Good Samaritan laws serve to protect people who are prepared to assist another individual without any hidden motives. There’s no reason you should have to deal with a lawsuit as long as you help at the spot of the emergency, use the correct method, and act only in good conscience.

When Can You Get Sued for Performing CPR?

If you are ever the only person able to help a trauma victim – do it without hesitation or worrying if you can be sued for performing CPR. However, make sure to stick to known practices and not panic. According to the law, people can get sued for providing CPR when untrained only if they are completely negligent – don’t pay attention to signs of life or administer CPR too aggressively.

That is why it is always a good idea to take a CPR course put together according to the American Heart Association (AHA) guidelines.

Do Healthcare Providers Fall Under Good Samaritan Laws Protection From Being Sued for Performing CPR?

The purpose of the Good Samaritan legislation is to safeguard folk who don’t frequently provide emergency aid.

Certain requirements must be met in order for doctors (and other health care providers and emergency medical personnel) to be covered by the Good Samaritan laws. First, there must be no requirement to treat. This is why doctors who are on call are not covered by this protection if they make a mistake due to negligence.

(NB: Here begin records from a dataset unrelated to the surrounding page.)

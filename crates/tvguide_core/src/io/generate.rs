//! Synthetic guide file generator.
//!
//! Output uses the same two-line grammar the parser reads, with capitalized
//! day names (`Monday 9:05`) so the parser's case folding is exercised.

use crate::model::record::Weekday;
use log::{error, info};
use rand::rngs::StdRng;
use rand::{Rng, SeedableRng};
use std::fs::File;
use std::io::{BufWriter, Write};
use std::path::Path;

/// Titles drawn at random for generated entries.
pub const TITLE_POOL: &[&str] = &[
    "Morning News",
    "Doctor Who",
    "The Simpsons",
    "Gardening Australia",
    "Four Corners",
    "Q&A",
    "Play School",
    "Antiques Roadshow",
    "Grand Designs",
    "MasterChef",
    "Top Gear",
    "The Bill",
    "Neighbours",
    "Home and Away",
    "Landline",
    "Catalyst",
    "Insiders",
    "Rage",
    "Weather",
    "Late Night Movie",
];

/// Writes `count` random entries to `out`.
pub fn write_random_guide<W: Write, R: Rng>(
    out: &mut W,
    rng: &mut R,
    count: usize,
) -> std::io::Result<()> {
    for _ in 0..count {
        let title = TITLE_POOL[rng.random_range(0..TITLE_POOL.len())];
        let day = Weekday::ALL[rng.random_range(0..Weekday::ALL.len())];
        let hour: u32 = rng.random_range(0..24);
        let minute: u32 = rng.random_range(0..60);
        writeln!(out, "{title}")?;
        writeln!(out, "{} {hour}:{minute:02}", day.display_name())?;
    }
    Ok(())
}

/// Writes a random guide with `count` entries to `path`.
///
/// A `seed` makes the output reproducible; without one the generator is
/// seeded from the operating system.
///
/// # Side effects
/// - Emits `guide_generate` logging events.
pub fn generate_guide_file(
    path: impl AsRef<Path>,
    count: usize,
    seed: Option<u64>,
) -> std::io::Result<()> {
    let path = path.as_ref();
    let mut rng = match seed {
        Some(seed) => StdRng::seed_from_u64(seed),
        None => StdRng::from_os_rng(),
    };

    let result = File::create(path).and_then(|file| {
        let mut writer = BufWriter::new(file);
        write_random_guide(&mut writer, &mut rng, count)?;
        writer.flush()
    });

    match &result {
        Ok(()) => info!(
            "event=guide_generate module=io status=ok path={} entries={} seeded={}",
            path.display(),
            count,
            seed.is_some()
        ),
        Err(err) => error!(
            "event=guide_generate module=io status=error path={} error={}",
            path.display(),
            err
        ),
    }
    result
}

#[cfg(test)]
mod tests {
    use super::write_random_guide;
    use crate::io::parse::parse_guide;
    use crate::list::OrderedList;
    use rand::rngs::StdRng;
    use rand::SeedableRng;
    use std::io::Cursor;

    fn generate(seed: u64, count: usize) -> Vec<u8> {
        let mut rng = StdRng::seed_from_u64(seed);
        let mut out = Vec::new();
        write_random_guide(&mut out, &mut rng, count).expect("write to memory");
        out
    }

    #[test]
    fn same_seed_produces_same_guide() {
        assert_eq!(generate(7, 25), generate(7, 25));
    }

    #[test]
    fn generated_guide_parses_back() {
        let bytes = generate(42, 50);
        let mut list = OrderedList::new();
        let count = parse_guide(Cursor::new(bytes), &mut list).expect("generated guide parses");
        assert_eq!(count, 50);
        assert_eq!(list.len(), 50);
    }

    #[test]
    fn zero_entries_writes_nothing() {
        assert!(generate(1, 0).is_empty());
    }
}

Second – a doctor or other health care provider who provides assistance for free is exempt from liability in nearly all states. One can no longer qualify under Good Samaritan laws and is no longer entitled to protection if they are paid for providing emergency care.

State Differences

There are Good Samaritan laws across every state. When a medical professional is on duty, the majority of laws do not apply to them. However, when they are responding to an emergency after hours, some laws do provide some protection. While some Good Samaritan statutes are situation-specific, others, like in Pennsylvania, include anybody who tries to assist in an emergency. Minnesota obligates bystanders in an emergency to offer reasonable assistance, like calling 911.

For instance, unless cardiac arrest is involved, Alabama’s statute restricts participation to a trained bystander and public education personnel. Only CPR or bleeding control bystander emergency aid is covered by Oklahoma’s Good Samaritan protection law.

Looking At What We Learned About Being Sued for Performing CPR

Can you be sued for performing CPR even if you have a CPR certification? You can indeed be sued for performing CPR; however, the Good Samaritan laws exist to protect you. Unless you are negligent while administering CPR and not paying attention to the victim, you won’t face charges.

Different rules apply to medical personnel. If a doctor, nurse, or any other healthcare provider administers CPR off-duty, they are also protected by Good Samaritan laws. However, if they give CPR while working and are negligent, the laws don’t apply to them.